Count how many lines in the following data hold the word "without". Your answer is the number and nothing else.

========

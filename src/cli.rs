//! Command-line interface definitions for dupelint.
//!
//! This module defines all CLI arguments, subcommands, and options using the clap derive API.
//! Scan flags are optional overlays: anything not given falls back to the
//! configuration file, then to `DUPELINT_*` environment variables, then to
//! built-in defaults (see [`crate::config`]).
//!
//! # Example
//!
//! ```bash
//! # Scan two directories and print duplicate sets as they are found
//! dupelint scan ~/Photos /mnt/backup/Photos
//!
//! # JSON output with a weaker, faster checksum
//! dupelint scan ~/Downloads --output json --algorithm xxh3
//!
//! # Report whole directories that duplicate each other
//! dupelint scan ~/src --merge-directories
//!
//! # Verbose mode for debugging
//! dupelint -v scan ~/Downloads
//! ```

use clap::{Args, Parser, Subcommand, ValueEnum};
use std::path::PathBuf;

use crate::duplicates::OriginalPolicy;

/// Streaming duplicate file finder.
///
/// dupelint walks one or more directories, groups files by size, confirms
/// equal content with a checksum and reports each duplicate set as soon as
/// it is resolved.
#[derive(Debug, Parser)]
#[command(name = "dupelint")]
#[command(author, version, about, long_about = None)]
#[command(propagate_version = true)]
pub struct Cli {
    /// Increase verbosity level (-v for debug, -vv for trace)
    #[arg(short, long, action = clap::ArgAction::Count, global = true)]
    pub verbose: u8,

    /// Suppress all output except errors
    #[arg(short, long, global = true, conflicts_with = "verbose")]
    pub quiet: bool,

    /// Disable colored output
    #[arg(long, global = true, env = "NO_COLOR")]
    pub no_color: bool,

    /// Report errors as JSON on stderr
    #[arg(long, global = true)]
    pub json_errors: bool,

    /// Configuration file (defaults to the platform config directory)
    #[arg(long, global = true, value_name = "PATH")]
    pub config: Option<PathBuf>,

    /// Subcommand to execute
    #[command(subcommand)]
    pub command: Commands,
}

/// Available subcommands.
#[derive(Debug, Subcommand)]
pub enum Commands {
    /// Scan directories for duplicate files
    Scan(ScanArgs),
    /// List the supported checksum algorithms
    Algorithms,
}

/// Arguments for the scan subcommand.
#[derive(Debug, Default, Args)]
pub struct ScanArgs {
    /// Directories to scan; nested and repeated roots are merged
    #[arg(value_name = "PATH", required = true, num_args = 1..)]
    pub paths: Vec<PathBuf>,

    /// Output format
    #[arg(short, long, value_enum, default_value = "text")]
    pub output: OutputFormat,

    /// Checksum algorithm (see `dupelint algorithms`)
    #[arg(short, long, value_name = "NAME")]
    pub algorithm: Option<String>,

    /// Hash whole files directly, without the prefix stage
    #[arg(long)]
    pub no_two_stage: bool,

    /// Bytes read by the prefix stage (e.g. 4KiB)
    #[arg(long, value_name = "SIZE", value_parser = parse_size)]
    pub prefix_size: Option<u64>,

    /// Which file of a set is the original
    #[arg(long, value_enum, value_name = "POLICY")]
    pub original: Option<OriginalArg>,

    /// Minimum file size to consider (e.g., 1KB, 1MB, 1GB)
    ///
    /// Supports suffixes: B, KB, KiB, MB, MiB, GB, GiB, TB, TiB
    #[arg(long, value_name = "SIZE", value_parser = parse_size)]
    pub min_size: Option<u64>,

    /// Maximum file size to consider (e.g., 1KB, 1MB, 1GB)
    ///
    /// Supports suffixes: B, KB, KiB, MB, MiB, GB, GiB, TB, TiB
    #[arg(long, value_name = "SIZE", value_parser = parse_size)]
    pub max_size: Option<u64>,

    /// Maximum directory depth below each root (1 = only the root's own files)
    #[arg(long, value_name = "N")]
    pub max_depth: Option<usize>,

    /// Glob patterns to ignore (can be specified multiple times)
    ///
    /// These patterns are added to any .gitignore patterns found.
    #[arg(short, long = "ignore", value_name = "PATTERN")]
    pub ignore_patterns: Vec<String>,

    /// Follow symbolic links during scan
    ///
    /// Warning: May cause infinite loops if symlinks form cycles.
    #[arg(long)]
    pub follow_symlinks: bool,

    /// Skip hidden files and directories (starting with .)
    #[arg(long)]
    pub skip_hidden: bool,

    /// Report every hardlink to the same file separately
    #[arg(long)]
    pub keep_hardlinks: bool,

    /// Include zero-byte files
    #[arg(long)]
    pub include_empty: bool,

    /// Number of I/O threads for hashing (default: 4)
    ///
    /// Lower values reduce disk thrashing on HDDs.
    #[arg(long, value_name = "N")]
    pub io_threads: Option<usize>,

    /// Read files through buffered I/O only
    #[arg(long)]
    pub no_mmap: bool,

    /// Also report directories whose contents duplicate each other
    #[arg(long)]
    pub merge_directories: bool,

    /// Abort on the first unreadable file instead of warning
    #[arg(long)]
    pub strict: bool,
}

/// Original selection policy as accepted on the command line.
#[derive(Debug, Clone, Copy, PartialEq, Eq, ValueEnum)]
pub enum OriginalArg {
    /// Oldest modification time
    Oldest,
    /// Lexicographically smallest path
    Path,
    /// First file discovered by the walk
    First,
}

impl From<OriginalArg> for OriginalPolicy {
    fn from(arg: OriginalArg) -> Self {
        match arg {
            OriginalArg::Oldest => Self::OldestMtime,
            OriginalArg::Path => Self::SmallestPath,
            OriginalArg::First => Self::FirstDiscovered,
        }
    }
}

/// Output format for scan results.
#[derive(Debug, Clone, Copy, Default, PartialEq, Eq, ValueEnum)]
pub enum OutputFormat {
    /// Human-readable, streamed as sets are found
    #[default]
    Text,
    /// JSON document for scripting
    Json,
    /// CSV for spreadsheets
    Csv,
}

impl std::fmt::Display for OutputFormat {
    fn fmt(&self, f: &mut std::fmt::Formatter<'_>) -> std::fmt::Result {
        match self {
            OutputFormat::Text => write!(f, "text"),
            OutputFormat::Json => write!(f, "json"),
            OutputFormat::Csv => write!(f, "csv"),
        }
    }
}

/// Parse a human-readable size string into bytes.
///
/// Supports suffixes: B, KB, KiB, MB, MiB, GB, GiB, TB, TiB
/// Case-insensitive. Numbers without suffix are treated as bytes.
///
/// # Examples
///
/// ```
/// use dupelint::cli::parse_size;
///
/// assert_eq!(parse_size("1024").unwrap(), 1024);
/// assert_eq!(parse_size("1KB").unwrap(), 1000);
/// assert_eq!(parse_size("1KiB").unwrap(), 1024);
/// assert_eq!(parse_size("1MiB").unwrap(), 1_048_576);
/// ```
/// # Errors
///
/// Returns an error if the string is empty, contains an invalid number,
/// a negative number, or an unknown size suffix.
pub fn parse_size(s: &str) -> Result<u64, String> {
    let s = s.trim();
    if s.is_empty() {
        return Err("Size cannot be empty".to_string());
    }

    let (num_str, suffix) = match s.find(|c: char| !c.is_ascii_digit() && c != '.') {
        Some(idx) => (&s[..idx], s[idx..].trim().to_uppercase()),
        None => (s, String::new()),
    };

    let num: f64 = num_str
        .parse()
        .map_err(|_| format!("Invalid number: '{num_str}'"))?;

    let multiplier: u64 = match suffix.as_str() {
        "" | "B" => 1,
        "KB" | "K" => 1_000,
        "KIB" => 1_024,
        "MB" | "M" => 1_000_000,
        "MIB" => 1_048_576,
        "GB" | "G" => 1_000_000_000,
        "GIB" => 1_073_741_824,
        "TB" | "T" => 1_000_000_000_000,
        "TIB" => 1_099_511_627_776,
        _ => return Err(format!("Unknown size suffix: '{suffix}'")),
    };

    Ok((num * multiplier as f64) as u64)
}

========

> FINAL ANSWER: 2